### Activity
Within the entries below, every line containing "behind" is to be copied.

[[ Input open ]]

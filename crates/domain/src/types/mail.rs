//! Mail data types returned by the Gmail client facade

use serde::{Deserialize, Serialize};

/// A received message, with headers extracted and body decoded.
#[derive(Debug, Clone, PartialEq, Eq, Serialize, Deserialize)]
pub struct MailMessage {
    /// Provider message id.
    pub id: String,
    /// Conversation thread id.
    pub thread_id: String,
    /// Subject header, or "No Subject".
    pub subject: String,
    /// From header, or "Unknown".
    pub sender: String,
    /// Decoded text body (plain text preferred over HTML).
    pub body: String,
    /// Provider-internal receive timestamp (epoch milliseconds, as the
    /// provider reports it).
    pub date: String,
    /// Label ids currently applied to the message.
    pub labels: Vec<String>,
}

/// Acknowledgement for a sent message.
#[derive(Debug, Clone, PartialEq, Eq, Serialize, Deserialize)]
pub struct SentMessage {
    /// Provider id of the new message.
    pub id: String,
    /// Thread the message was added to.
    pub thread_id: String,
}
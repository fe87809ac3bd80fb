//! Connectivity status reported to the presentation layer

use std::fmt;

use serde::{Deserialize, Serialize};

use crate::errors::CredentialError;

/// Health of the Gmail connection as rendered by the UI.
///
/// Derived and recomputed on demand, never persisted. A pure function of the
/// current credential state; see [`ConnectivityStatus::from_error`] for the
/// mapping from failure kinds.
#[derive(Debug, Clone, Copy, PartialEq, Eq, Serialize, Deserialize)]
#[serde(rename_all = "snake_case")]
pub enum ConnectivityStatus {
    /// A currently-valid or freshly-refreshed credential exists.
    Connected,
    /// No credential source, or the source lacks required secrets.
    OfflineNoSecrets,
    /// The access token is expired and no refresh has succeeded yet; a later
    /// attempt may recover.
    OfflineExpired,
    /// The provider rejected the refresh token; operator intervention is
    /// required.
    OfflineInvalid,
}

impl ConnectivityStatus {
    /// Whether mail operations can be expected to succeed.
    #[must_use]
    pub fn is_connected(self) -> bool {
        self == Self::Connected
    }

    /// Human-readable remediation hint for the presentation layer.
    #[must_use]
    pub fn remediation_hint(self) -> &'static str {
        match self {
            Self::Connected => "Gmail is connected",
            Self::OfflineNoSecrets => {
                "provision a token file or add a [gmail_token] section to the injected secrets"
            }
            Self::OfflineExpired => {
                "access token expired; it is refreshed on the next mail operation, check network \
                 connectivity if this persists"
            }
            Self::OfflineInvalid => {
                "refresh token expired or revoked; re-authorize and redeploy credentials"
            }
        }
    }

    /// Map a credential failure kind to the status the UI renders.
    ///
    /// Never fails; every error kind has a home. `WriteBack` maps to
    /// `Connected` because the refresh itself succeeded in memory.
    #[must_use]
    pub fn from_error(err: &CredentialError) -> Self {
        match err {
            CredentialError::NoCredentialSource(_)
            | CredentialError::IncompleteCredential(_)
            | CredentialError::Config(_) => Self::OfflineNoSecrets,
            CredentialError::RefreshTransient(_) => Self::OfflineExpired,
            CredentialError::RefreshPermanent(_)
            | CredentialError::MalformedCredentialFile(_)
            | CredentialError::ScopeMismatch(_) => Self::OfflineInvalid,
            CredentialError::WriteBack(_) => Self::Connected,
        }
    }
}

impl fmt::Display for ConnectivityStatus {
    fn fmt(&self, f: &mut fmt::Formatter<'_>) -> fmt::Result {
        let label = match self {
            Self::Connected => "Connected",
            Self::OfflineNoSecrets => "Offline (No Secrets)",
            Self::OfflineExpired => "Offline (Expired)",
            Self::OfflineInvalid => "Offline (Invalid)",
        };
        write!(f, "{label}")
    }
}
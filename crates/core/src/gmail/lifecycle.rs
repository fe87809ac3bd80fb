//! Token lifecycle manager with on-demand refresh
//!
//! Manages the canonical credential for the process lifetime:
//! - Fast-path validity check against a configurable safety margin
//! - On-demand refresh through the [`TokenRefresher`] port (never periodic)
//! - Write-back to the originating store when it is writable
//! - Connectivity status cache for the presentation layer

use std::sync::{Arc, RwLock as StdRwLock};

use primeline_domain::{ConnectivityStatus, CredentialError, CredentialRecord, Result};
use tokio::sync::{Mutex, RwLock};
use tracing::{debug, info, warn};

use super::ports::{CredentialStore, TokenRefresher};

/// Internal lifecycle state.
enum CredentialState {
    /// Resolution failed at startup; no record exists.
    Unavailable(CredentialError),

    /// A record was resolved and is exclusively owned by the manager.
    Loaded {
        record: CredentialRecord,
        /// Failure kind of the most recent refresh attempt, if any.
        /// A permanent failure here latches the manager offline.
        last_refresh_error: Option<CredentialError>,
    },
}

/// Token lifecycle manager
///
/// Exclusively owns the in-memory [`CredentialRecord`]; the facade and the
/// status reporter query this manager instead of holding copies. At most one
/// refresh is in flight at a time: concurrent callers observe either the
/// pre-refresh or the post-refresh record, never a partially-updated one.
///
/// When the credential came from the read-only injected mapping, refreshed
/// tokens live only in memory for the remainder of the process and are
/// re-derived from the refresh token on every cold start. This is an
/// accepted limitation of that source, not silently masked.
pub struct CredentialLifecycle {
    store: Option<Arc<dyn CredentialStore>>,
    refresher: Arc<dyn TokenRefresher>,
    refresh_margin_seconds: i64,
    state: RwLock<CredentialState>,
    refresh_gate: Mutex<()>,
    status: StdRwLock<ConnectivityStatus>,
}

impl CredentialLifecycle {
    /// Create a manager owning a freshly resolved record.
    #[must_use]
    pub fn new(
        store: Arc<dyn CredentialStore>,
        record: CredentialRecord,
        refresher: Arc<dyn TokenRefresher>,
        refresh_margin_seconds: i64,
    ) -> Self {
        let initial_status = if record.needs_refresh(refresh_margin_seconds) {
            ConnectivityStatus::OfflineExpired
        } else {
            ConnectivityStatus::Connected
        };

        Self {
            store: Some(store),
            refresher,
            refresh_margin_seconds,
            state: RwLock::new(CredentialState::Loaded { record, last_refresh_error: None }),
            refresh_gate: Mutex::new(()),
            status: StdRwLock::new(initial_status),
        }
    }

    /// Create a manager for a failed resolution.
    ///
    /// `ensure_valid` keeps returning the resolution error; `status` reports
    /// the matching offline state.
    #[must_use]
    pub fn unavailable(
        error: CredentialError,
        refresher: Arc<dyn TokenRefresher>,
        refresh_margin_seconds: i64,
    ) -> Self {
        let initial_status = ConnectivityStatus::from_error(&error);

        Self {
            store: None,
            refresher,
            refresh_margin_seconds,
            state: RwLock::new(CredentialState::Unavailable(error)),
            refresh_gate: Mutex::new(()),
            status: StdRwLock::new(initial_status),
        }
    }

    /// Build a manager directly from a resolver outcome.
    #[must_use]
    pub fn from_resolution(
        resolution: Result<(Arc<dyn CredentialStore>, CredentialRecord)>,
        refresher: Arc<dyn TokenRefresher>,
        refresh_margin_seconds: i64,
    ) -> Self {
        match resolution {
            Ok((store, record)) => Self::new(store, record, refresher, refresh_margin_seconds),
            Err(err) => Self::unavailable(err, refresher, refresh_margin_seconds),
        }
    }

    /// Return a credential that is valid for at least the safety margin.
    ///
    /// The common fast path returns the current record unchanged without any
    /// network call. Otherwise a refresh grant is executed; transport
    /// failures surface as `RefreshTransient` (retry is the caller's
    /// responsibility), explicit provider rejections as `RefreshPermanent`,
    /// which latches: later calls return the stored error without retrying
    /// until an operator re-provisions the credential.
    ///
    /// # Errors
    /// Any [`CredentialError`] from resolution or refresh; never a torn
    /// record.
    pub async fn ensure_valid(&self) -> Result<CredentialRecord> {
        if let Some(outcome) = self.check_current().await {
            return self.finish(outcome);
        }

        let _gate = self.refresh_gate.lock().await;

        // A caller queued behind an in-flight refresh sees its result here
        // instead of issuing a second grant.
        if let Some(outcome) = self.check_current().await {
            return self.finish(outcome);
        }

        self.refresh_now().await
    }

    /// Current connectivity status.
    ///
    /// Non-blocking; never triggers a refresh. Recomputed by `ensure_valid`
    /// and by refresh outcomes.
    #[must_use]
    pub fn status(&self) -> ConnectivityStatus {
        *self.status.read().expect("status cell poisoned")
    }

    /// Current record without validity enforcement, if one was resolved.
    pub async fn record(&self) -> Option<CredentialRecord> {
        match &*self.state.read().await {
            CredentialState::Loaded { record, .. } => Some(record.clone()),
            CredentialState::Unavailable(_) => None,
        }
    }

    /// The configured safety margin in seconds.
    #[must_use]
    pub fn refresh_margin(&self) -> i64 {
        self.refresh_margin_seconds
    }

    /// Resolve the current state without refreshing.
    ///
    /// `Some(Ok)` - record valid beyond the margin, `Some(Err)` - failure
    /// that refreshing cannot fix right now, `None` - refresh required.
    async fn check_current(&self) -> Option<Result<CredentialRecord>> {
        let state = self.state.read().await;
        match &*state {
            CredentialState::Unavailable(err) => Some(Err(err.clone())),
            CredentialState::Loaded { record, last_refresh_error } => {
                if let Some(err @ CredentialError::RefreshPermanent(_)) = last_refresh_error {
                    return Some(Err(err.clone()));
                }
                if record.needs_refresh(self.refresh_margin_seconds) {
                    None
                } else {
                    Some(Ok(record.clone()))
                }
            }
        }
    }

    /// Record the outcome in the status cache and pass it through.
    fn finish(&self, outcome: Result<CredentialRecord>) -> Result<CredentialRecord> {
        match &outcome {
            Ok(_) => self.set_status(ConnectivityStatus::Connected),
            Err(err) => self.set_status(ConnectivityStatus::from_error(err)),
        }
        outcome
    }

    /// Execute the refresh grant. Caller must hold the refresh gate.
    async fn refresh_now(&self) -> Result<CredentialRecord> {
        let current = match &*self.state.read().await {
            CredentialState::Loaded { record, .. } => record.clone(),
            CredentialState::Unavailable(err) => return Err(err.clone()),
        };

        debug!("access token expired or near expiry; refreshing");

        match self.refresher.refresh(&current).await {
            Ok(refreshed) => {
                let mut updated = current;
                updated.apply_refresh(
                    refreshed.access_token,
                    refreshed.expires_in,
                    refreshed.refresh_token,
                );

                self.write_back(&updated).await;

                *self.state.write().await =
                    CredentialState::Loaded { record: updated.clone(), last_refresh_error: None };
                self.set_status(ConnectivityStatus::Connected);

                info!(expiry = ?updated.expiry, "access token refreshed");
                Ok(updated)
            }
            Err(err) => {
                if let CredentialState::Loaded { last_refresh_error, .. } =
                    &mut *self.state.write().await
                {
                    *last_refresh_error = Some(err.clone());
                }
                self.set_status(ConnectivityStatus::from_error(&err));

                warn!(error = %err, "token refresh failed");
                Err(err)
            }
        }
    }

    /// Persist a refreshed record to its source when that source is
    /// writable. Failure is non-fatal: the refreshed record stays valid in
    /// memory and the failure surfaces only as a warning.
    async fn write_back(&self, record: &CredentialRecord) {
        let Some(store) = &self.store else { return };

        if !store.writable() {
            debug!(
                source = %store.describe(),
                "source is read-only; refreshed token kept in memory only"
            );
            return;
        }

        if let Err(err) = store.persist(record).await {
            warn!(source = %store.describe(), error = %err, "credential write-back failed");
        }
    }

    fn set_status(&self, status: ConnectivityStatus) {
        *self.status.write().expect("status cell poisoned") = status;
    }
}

[[ Input closed ]]
[[ Input open ]]

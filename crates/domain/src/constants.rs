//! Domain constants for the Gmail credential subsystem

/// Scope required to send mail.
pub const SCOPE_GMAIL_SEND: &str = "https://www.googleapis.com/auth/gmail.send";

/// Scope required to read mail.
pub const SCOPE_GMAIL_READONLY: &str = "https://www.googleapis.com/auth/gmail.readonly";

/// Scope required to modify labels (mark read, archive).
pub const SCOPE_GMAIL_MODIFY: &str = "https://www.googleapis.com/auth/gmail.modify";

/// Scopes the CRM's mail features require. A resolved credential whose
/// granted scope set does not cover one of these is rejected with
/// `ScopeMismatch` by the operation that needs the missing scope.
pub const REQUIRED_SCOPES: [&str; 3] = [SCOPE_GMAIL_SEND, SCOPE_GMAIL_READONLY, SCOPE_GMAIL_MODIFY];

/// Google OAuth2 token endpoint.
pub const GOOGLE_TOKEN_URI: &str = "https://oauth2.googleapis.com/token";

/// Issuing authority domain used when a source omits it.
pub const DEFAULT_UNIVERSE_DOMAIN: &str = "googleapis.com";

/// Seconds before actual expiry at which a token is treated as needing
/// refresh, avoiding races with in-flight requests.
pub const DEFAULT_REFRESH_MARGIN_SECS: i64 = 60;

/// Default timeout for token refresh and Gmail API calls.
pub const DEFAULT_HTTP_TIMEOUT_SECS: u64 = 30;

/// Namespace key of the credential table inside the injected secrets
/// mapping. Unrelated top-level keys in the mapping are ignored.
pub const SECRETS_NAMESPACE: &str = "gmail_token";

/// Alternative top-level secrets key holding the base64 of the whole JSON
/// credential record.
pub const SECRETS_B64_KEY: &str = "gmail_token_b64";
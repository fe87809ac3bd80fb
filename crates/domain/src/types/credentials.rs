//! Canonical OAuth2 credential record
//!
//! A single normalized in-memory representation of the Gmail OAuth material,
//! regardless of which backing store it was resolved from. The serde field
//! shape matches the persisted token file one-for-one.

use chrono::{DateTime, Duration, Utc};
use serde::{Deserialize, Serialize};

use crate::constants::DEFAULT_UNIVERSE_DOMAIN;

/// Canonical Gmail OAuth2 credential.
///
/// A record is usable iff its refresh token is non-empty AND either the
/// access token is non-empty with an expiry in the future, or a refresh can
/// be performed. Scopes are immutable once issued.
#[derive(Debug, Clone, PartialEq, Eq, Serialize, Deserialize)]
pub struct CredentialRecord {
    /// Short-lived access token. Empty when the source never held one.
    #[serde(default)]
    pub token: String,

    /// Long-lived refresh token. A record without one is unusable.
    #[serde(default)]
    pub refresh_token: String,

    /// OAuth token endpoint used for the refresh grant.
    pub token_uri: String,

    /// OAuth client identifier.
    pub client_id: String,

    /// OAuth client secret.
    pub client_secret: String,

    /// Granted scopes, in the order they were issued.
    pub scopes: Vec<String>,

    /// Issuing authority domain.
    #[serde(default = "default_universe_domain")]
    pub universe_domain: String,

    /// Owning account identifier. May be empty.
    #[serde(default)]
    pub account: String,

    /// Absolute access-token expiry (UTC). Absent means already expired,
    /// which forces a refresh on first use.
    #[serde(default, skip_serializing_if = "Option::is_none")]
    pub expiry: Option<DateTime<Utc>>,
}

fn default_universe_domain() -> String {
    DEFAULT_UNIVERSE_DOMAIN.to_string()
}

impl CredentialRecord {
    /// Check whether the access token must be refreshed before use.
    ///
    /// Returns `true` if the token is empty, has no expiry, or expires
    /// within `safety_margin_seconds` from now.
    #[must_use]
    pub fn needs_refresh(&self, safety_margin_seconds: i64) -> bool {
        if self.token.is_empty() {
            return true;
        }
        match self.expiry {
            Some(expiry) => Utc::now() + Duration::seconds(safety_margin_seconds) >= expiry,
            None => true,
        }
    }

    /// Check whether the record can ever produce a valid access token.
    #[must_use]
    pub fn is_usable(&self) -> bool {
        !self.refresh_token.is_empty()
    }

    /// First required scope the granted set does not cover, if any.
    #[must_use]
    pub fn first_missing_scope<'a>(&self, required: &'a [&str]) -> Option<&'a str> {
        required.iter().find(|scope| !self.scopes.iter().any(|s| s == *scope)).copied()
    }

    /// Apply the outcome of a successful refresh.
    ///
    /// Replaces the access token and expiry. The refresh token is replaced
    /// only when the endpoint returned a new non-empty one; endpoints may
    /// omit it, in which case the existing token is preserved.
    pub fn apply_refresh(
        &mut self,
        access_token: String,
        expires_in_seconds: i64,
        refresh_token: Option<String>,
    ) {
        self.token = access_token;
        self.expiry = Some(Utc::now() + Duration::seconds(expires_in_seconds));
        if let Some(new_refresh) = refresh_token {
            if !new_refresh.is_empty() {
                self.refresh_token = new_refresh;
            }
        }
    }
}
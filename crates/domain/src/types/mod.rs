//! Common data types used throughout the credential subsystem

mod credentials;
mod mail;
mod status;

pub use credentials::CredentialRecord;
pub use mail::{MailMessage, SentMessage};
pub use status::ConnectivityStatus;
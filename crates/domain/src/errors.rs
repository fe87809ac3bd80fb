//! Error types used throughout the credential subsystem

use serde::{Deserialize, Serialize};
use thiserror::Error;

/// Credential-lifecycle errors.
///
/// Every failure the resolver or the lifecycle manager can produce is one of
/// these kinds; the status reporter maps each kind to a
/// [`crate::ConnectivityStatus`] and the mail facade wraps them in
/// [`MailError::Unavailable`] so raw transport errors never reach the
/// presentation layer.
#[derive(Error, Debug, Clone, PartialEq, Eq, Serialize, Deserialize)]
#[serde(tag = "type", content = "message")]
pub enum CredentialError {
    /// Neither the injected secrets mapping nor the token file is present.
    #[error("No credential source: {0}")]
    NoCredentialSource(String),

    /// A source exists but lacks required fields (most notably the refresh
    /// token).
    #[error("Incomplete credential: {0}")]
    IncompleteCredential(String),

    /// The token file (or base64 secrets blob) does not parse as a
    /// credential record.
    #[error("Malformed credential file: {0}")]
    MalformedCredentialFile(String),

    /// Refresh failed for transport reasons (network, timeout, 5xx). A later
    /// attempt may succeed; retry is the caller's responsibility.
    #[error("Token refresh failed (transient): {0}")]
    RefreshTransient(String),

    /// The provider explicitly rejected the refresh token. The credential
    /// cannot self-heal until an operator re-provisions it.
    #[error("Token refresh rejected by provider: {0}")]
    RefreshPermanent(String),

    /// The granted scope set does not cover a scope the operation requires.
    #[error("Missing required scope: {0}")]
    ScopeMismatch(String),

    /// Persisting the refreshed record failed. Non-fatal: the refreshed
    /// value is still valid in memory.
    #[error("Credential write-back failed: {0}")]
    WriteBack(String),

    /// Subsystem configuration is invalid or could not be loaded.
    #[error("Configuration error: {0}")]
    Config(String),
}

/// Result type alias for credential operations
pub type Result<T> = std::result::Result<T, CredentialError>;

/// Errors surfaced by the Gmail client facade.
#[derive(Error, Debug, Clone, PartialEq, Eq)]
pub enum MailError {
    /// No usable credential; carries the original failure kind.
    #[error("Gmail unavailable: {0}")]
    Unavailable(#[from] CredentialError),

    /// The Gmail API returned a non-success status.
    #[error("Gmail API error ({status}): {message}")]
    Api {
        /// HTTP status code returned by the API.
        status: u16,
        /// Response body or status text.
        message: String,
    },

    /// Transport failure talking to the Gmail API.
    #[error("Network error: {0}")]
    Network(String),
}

[[ Input closed ]]
[[ Input open ]]

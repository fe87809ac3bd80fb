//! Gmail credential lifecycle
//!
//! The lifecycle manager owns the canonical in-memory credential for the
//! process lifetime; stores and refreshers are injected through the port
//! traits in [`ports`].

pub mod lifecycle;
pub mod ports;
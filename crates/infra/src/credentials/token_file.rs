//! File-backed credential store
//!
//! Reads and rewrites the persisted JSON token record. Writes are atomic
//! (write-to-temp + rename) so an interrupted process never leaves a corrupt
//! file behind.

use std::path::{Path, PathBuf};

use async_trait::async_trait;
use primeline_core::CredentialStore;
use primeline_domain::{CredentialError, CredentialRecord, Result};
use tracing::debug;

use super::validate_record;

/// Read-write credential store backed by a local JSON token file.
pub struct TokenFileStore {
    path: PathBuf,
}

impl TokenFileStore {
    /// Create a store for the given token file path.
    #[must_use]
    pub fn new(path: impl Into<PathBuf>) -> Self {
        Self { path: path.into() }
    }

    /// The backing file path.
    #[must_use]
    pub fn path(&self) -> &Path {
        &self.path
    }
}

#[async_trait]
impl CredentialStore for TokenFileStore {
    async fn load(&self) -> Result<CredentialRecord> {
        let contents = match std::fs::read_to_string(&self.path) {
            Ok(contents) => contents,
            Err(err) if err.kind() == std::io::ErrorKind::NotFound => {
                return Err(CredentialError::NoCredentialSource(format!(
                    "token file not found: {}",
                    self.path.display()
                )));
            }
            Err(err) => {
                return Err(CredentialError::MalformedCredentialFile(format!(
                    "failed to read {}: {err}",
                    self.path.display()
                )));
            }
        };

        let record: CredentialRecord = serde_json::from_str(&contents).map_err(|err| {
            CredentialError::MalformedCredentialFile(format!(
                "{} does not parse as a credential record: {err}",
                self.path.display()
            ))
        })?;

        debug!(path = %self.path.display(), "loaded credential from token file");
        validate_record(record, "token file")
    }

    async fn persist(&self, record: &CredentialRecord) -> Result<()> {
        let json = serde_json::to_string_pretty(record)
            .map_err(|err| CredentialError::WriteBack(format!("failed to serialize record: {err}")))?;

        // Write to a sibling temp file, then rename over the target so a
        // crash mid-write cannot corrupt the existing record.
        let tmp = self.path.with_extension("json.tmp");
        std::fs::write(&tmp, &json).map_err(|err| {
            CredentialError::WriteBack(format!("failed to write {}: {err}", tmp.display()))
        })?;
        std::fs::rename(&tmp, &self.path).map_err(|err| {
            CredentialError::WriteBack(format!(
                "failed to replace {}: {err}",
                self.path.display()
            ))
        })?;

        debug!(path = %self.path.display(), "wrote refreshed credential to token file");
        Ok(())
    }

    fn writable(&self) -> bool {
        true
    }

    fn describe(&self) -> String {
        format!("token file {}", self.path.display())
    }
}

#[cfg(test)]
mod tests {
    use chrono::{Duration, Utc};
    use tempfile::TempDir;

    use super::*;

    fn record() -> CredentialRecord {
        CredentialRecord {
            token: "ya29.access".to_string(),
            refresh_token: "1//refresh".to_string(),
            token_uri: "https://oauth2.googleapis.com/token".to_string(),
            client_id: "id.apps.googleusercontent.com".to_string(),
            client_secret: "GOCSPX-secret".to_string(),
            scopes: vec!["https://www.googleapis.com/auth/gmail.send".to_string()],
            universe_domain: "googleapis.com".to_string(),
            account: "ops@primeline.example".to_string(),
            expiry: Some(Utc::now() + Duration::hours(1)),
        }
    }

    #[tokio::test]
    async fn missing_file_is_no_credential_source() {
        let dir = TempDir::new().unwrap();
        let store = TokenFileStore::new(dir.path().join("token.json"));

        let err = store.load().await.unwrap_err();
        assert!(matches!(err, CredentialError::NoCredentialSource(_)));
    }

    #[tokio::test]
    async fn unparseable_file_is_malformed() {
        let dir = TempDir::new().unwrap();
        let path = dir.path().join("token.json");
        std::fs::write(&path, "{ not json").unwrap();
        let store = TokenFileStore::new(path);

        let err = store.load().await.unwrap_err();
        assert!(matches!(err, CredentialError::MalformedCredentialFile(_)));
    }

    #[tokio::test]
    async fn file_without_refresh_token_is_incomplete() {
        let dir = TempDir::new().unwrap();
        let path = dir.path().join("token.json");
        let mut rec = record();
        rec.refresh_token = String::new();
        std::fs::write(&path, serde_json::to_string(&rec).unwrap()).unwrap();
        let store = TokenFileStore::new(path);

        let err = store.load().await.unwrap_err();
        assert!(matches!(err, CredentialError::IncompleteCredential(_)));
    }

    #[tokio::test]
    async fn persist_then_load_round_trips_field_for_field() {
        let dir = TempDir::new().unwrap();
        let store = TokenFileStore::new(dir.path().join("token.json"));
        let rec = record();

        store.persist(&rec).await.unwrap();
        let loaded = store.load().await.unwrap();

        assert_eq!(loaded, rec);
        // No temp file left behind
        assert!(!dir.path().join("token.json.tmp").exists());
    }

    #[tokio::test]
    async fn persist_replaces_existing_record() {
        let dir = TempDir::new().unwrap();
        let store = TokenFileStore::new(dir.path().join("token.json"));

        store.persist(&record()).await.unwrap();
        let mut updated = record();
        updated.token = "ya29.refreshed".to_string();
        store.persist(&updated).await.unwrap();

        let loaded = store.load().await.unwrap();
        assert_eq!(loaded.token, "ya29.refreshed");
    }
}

[[ Input closed ]]

### Completed exercise
        // A caller queued behind an in-flight refresh sees its result here
//! file behind.
        // No temp file left behind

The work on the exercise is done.